» WHAT TO WORK ON: For each line below with the word "Jaib", write out a copy.

══ EXTRACTED DATA

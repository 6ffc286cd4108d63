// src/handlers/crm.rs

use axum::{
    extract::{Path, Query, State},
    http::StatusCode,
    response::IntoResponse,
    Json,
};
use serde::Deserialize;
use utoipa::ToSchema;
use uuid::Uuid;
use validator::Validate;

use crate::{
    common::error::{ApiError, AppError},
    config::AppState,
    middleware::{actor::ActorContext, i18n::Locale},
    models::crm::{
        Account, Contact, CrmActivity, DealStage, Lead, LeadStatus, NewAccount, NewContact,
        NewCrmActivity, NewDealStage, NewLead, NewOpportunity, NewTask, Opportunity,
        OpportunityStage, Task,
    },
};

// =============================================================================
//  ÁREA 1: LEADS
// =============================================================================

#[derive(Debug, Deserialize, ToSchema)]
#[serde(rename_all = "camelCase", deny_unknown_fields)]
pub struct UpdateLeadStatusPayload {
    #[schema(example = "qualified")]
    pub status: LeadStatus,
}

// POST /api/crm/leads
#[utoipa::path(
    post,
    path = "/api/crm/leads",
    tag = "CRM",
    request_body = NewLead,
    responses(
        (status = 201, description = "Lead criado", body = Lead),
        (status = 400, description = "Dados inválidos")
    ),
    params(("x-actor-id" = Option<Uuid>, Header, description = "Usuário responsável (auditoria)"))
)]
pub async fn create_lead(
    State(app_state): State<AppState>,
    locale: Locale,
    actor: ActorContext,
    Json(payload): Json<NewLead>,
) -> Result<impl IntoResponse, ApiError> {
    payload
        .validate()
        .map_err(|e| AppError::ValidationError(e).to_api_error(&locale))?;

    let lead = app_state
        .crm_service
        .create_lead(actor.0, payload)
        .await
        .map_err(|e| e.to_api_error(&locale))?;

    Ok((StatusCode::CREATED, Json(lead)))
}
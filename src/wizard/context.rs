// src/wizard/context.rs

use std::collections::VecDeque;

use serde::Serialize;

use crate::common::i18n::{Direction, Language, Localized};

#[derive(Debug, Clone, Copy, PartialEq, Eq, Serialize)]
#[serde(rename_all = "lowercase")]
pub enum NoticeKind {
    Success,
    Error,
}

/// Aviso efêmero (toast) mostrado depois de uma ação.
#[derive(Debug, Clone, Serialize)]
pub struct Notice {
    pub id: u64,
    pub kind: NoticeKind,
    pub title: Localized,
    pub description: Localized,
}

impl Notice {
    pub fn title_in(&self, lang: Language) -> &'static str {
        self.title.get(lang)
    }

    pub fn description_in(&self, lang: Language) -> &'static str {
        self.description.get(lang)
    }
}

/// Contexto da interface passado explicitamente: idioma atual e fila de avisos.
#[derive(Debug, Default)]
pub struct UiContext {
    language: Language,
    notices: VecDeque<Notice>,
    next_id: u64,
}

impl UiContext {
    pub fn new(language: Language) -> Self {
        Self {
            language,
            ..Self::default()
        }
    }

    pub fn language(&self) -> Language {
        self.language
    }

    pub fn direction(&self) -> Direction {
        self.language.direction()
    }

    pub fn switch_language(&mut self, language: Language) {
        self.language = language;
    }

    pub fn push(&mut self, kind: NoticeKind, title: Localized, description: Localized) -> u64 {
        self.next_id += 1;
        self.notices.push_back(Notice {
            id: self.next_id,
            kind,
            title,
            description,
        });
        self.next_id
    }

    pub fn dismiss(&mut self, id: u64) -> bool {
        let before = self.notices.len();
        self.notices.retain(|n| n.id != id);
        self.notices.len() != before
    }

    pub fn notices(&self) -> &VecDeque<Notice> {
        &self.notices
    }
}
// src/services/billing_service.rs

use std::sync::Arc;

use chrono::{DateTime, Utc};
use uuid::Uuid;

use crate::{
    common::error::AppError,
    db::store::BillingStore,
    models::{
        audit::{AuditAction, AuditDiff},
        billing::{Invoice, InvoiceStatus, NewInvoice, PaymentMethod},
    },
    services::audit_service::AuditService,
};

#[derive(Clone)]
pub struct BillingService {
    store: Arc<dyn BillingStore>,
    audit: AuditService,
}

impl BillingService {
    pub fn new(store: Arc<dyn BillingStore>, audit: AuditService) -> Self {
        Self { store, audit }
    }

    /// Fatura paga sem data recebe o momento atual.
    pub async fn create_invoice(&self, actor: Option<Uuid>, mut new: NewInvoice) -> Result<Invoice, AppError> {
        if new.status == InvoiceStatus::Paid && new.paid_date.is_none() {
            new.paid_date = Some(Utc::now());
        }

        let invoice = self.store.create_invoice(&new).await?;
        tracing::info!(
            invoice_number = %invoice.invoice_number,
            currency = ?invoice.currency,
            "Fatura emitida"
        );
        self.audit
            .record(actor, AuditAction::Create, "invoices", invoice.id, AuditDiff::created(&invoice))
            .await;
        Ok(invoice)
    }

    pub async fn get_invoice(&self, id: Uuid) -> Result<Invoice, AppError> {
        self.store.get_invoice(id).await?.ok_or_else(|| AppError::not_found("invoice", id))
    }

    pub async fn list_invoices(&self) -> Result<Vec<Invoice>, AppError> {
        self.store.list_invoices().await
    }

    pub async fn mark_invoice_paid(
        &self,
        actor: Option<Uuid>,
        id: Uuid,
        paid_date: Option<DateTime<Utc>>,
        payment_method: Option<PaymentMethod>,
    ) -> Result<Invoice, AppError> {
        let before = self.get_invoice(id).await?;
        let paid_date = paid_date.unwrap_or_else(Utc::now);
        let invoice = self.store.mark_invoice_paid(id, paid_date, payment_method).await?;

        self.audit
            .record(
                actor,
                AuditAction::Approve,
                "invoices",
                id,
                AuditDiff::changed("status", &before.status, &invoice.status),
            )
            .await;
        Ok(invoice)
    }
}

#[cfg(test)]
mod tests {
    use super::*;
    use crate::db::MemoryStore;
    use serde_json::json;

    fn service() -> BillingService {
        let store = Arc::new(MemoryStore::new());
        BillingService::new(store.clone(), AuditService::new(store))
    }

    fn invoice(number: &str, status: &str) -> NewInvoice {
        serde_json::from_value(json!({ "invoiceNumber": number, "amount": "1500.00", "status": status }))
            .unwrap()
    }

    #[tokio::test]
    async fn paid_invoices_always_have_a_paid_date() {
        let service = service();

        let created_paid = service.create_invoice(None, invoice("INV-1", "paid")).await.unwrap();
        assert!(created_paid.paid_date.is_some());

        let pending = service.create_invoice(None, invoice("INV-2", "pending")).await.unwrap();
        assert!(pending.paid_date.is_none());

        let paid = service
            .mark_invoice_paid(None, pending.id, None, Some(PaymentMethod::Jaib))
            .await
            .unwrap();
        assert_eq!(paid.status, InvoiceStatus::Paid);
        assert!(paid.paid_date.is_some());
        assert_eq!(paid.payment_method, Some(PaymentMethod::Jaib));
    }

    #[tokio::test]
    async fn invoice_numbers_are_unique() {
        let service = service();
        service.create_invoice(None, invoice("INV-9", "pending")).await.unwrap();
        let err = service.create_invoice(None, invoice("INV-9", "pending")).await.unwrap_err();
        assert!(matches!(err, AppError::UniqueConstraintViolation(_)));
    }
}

════

» SOLUTION TO THIS PROBLEM:
            .mark_invoice_paid(None, pending.id, None, Some(PaymentMethod::Jaib))
        assert_eq!(paid.payment_method, Some(PaymentMethod::Jaib));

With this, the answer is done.